## Task requirements:
Give an exact copy of the lines of the records below, starting at the line containing "self.store().clear().await?;" and running to the end.
*** Block opens ***
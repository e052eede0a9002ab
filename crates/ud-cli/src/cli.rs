use clap::{Args, Parser, Subcommand};
use std::path::PathBuf;
use ud_queries::presets::MAX_JOIN_WINDOW_DAYS;

/// Browse, filter and edit bot users through the admin API
#[derive(Parser)]
#[command(name = "userdesk", author, version, about, long_about = None)]
pub struct Cli {
    /// Config file (TOML, JSON or YAML); USERDESK_* variables still apply
    #[arg(short, long, global = true, env = "USERDESK_CONFIG")]
    pub config: Option<PathBuf>,

    #[command(subcommand)]
    pub command: Commands,
}

#[derive(Subcommand)]
pub enum Commands {
    /// Sign in and store the bearer token
    Login {
        #[arg(short, long)]
        username: String,

        #[arg(short, long, env = "USERDESK_PASSWORD", hide_env_values = true)]
        password: String,
    },
    /// Forget the stored token
    Logout,
    /// List, show and edit users
    Users {
        #[command(subcommand)]
        command: UsersCommand,
    },
    /// Print the API parameters a location query string translates to
    Encode {
        /// Location query string, e.g. "page=2&order_by=-score&rules=..."
        #[arg(default_value = "")]
        location: String,

        /// Encode the row-count request instead of the listing request
        #[arg(long)]
        count: bool,
    },
    /// Show the field catalog and the operators each field accepts
    Fields {
        /// Only fields usable for sorting
        #[arg(long)]
        sortable: bool,
    },
    /// Print the statistics page counts
    Stats {
        /// Extra "joined within N days" windows
        #[arg(
            long = "days",
            value_parser = clap::value_parser!(i64).range(1..=MAX_JOIN_WINDOW_DAYS)
        )]
        days: Vec<i64>,
    },
}

#[derive(Subcommand)]
pub enum UsersCommand {
    /// List one page of users
    List(ListArgs),
    /// Show a single user
    Show {
        user_id: i64,

        /// Print the raw JSON record
        #[arg(long)]
        json: bool,

        /// Detail link printed by `users list --links`; shows the listing
        /// location to go back to
        #[arg(long, value_name = "LINK")]
        from: Option<String>,
    },
    /// Edit a user
    Update {
        user_id: i64,

        /// Field assignment, e.g. `--set score=10 --set is_ban=false`
        #[arg(long = "set", value_name = "FIELD=VALUE", required = true)]
        assignments: Vec<String>,
    },
}

#[derive(Args)]
pub struct ListArgs {
    /// Start from a shared location query string
    #[arg(short, long, default_value = "")]
    pub location: String,

    /// Replace the rules with these JSON rules, e.g.
    /// `{"field":"score","operator":"gt","value":10}`
    #[arg(short, long = "rule", value_name = "JSON")]
    pub rules: Vec<String>,

    /// Sort, e.g. `-join_date`
    #[arg(short, long, allow_hyphen_values = true)]
    pub sort: Option<String>,

    #[arg(long)]
    pub search: Option<String>,

    #[arg(short, long)]
    pub page: Option<u32>,

    #[arg(long)]
    pub size: Option<u32>,

    /// Print the raw JSON response
    #[arg(long)]
    pub json: bool,

    /// Print each user's detail link
    #[arg(long)]
    pub links: bool,
}
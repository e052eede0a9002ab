//! `/users-management/` endpoints

use tracing::info;
use ud_core::{UdError, UdResult};
use ud_models::{SingleUserResponse, UserUpdateRequest, UsersResponse};
use ud_queries::{encode, encode_count, QueryState, RuleSet};

use crate::client::ApiClient;

const USERS_PATH: &str = "/users-management/";
const UPDATE_PATH: &str = "/users-management/update";

#[derive(Clone)]
pub struct UsersApi {
    client: ApiClient,
}

impl UsersApi {
    pub fn new(client: ApiClient) -> Self {
        Self { client }
    }

    /// One page of users matching the listing state
    pub async fn list_users(&self, state: &QueryState) -> UdResult<UsersResponse> {
        let params = encode(state);
        self.client.get(USERS_PATH, Some(&params)).await
    }

    pub async fn get_user(&self, user_id: i64) -> UdResult<SingleUserResponse> {
        self.client
            .get(&format!("/users-management/{}", user_id), None)
            .await
    }

    /// Validate and send an edit
    pub async fn update_user(&self, request: &UserUpdateRequest) -> UdResult<SingleUserResponse> {
        request.check().map_err(UdError::Validation)?;
        let response: SingleUserResponse = self.client.patch(UPDATE_PATH, request).await?;
        info!(user_id = request.user_id, "Updated user");
        Ok(response)
    }

    /// Number of users matching `rules`
    pub async fn count(&self, rules: &RuleSet) -> UdResult<u64> {
        let params = encode_count(rules);
        let response: UsersResponse = self.client.get(USERS_PATH, Some(&params)).await?;
        Ok(response.meta.total)
    }
}

#[cfg(test)]
mod tests {
    use super::*;
    use crate::credentials::{Credential, MemoryCredentialStore};
    use crate::test_support::{admin, spawn};
    use axum::extract::{Path, Query};
    use axum::http::StatusCode;
    use axum::response::IntoResponse;
    use axum::routing::{get, patch};
    use axum::{Json, Router};
    use serde_json::{json, Value};
    use std::collections::HashMap;
    use std::sync::Arc;
    use ud_queries::{FilterRule, SortSpec};

    fn user_json(user_id: i64) -> Value {
        json!({ "counter": user_id, "user_id": user_id, "is_ban": false, "country": "ایران" })
    }

    /// Echoes the received query back in `error.query` so tests can inspect it
    async fn list(Query(query): Query<HashMap<String, String>>) -> Json<Value> {
        Json(json!({
            "data": [user_json(1), user_json(2)],
            "meta": { "total": 42, "page": 1, "size": 20, "pages": 3 },
            "error": { "query": query }
        }))
    }

    async fn show(Path(user_id): Path<i64>) -> axum::response::Response {
        if user_id == 404 {
            return (
                StatusCode::NOT_FOUND,
                Json(json!({ "error": { "message": "user not found" } })),
            )
                .into_response();
        }
        Json(json!({ "data": user_json(user_id), "meta": {}, "error": {} })).into_response()
    }

    async fn update(Json(body): Json<Value>) -> Json<Value> {
        let mut user = user_json(body["user_id"].as_i64().unwrap_or_default());
        if let Some(score) = body.get("score") {
            user["score"] = score.clone();
        }
        Json(json!({ "data": user, "meta": {}, "error": {} }))
    }

    async fn users_api() -> UsersApi {
        let router = Router::new()
            .route("/users-management/", get(list))
            .route("/users-management/update", patch(update))
            .route("/users-management/:user_id", get(show));
        let base = spawn(router).await;
        let store = Arc::new(MemoryCredentialStore::with_credential(Credential::new(
            "tok",
            admin(),
        )));
        UsersApi::new(ApiClient::with_http(reqwest::Client::new(), base, store))
    }

    #[tokio::test]
    async fn test_list_users_sends_encoded_rules() {
        let api = users_api().await;
        let rules = RuleSet::new()
            .with(FilterRule::between("score", 10, 50))
            .unwrap()
            .with(FilterRule::is_empty("country"))
            .unwrap();
        let state = QueryState::new()
            .with_rules(rules)
            .with_sort(SortSpec::asc("join_date").unwrap())
            .with_search("ali");

        let response = api.list_users(&state).await.unwrap();
        assert_eq!(response.data.len(), 2);
        assert_eq!(response.meta.total, 42);

        let query = &response.error["query"];
        assert_eq!(query["min_score"], "10");
        assert_eq!(query["max_score"], "50");
        assert_eq!(query["no_country"], "true");
        assert_eq!(query["order_by"], "join_date");
        assert_eq!(query["search"], "ali");
        assert_eq!(query["page"], "1");
        assert_eq!(query["size"], "20");
    }

    #[tokio::test]
    async fn test_get_user() {
        let api = users_api().await;
        let response = api.get_user(77).await.unwrap();
        assert_eq!(response.data.user_id, 77);

        let err = api.get_user(404).await.unwrap_err();
        assert_eq!(
            err,
            UdError::NotFound {
                message: "user not found".into()
            }
        );
    }

    #[tokio::test]
    async fn test_update_user() {
        let api = users_api().await;
        let mut request = UserUpdateRequest::new(9);
        request.score = Some(15.0);
        let response = api.update_user(&request).await.unwrap();
        assert_eq!(response.data.user_id, 9);
        assert_eq!(response.data.score, Some(15.0));
    }

    #[tokio::test]
    async fn test_invalid_update_is_not_sent() {
        let api = users_api().await;
        let err = api.update_user(&UserUpdateRequest::new(0)).await.unwrap_err();
        assert!(matches!(err, UdError::Validation(_)));
    }

    #[tokio::test]
    async fn test_count() {
        let api = users_api().await;
        assert_eq!(api.count(&RuleSet::new()).await.unwrap(), 42);
    }
}
//! Admin login and logout

use std::sync::Arc;
use tracing::info;
use ud_core::{UdError, UdResult, ValidationErrors};
use ud_models::{AuthUser, LoginRequest, LoginResponse};
use validator::Validate;

use crate::client::{check_status, decode_json, transport_error, ApiClient};
use crate::credentials::{Credential, CredentialStore};

pub struct AuthApi {
    client: ApiClient,
    auth_base_url: String,
}

impl AuthApi {
    /// Login lives under `auth_base_url`, which may differ from the API base
    pub fn new(client: ApiClient, auth_base_url: impl Into<String>) -> Self {
        Self {
            client,
            auth_base_url: auth_base_url.into().trim_end_matches('/').to_string(),
        }
    }

    fn store(&self) -> &Arc<dyn CredentialStore> {
        self.client.credentials()
    }

    /// Exchange username and password for a bearer token and store it
    pub async fn login(&self, request: &LoginRequest) -> UdResult<LoginResponse> {
        request.validate().map_err(|e| {
            let mut errors = ValidationErrors::new();
            for field in e.field_errors().keys() {
                errors.add(*field, "is required");
            }
            UdError::Validation(errors)
        })?;

        let response = self
            .client
            .http()
            .post(format!("{}/auth/login", self.auth_base_url))
            .form(request)
            .send()
            .await
            .map_err(transport_error)?;
        let response: LoginResponse = decode_json(check_status(response).await?).await?;

        self.store().save(&Credential::from(&response)).await?;
        info!(
            username = %response.username,
            superadmin = response.is_superadmin,
            "Logged in"
        );
        Ok(response)
    }

    /// Forget the stored token
    pub async fn logout(&self) -> UdResult<()> {
        self.store().clear().await?;
        info!("Logged out");
        Ok(())
    }

    /// The admin the stored token belongs to
    pub async fn current_user(&self) -> UdResult<Option<AuthUser>> {
        Ok(self.store().load().await?.map(|c| c.user))
    }

    pub async fn is_authenticated(&self) -> UdResult<bool> {
        Ok(self.store().load().await?.is_some())
    }
}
*** Block closes ***
## Response for this exercise:
        self.store().clear().await?;
        info!("Logged out");
        Ok(())
    }

    /// The admin the stored token belongs to
    pub async fn current_user(&self) -> UdResult<Option<AuthUser>> {
        Ok(self.store().load().await?.map(|c| c.user))
    }

    pub async fn is_authenticated(&self) -> UdResult<bool> {
        Ok(self.store().load().await?.is_some())
    }
}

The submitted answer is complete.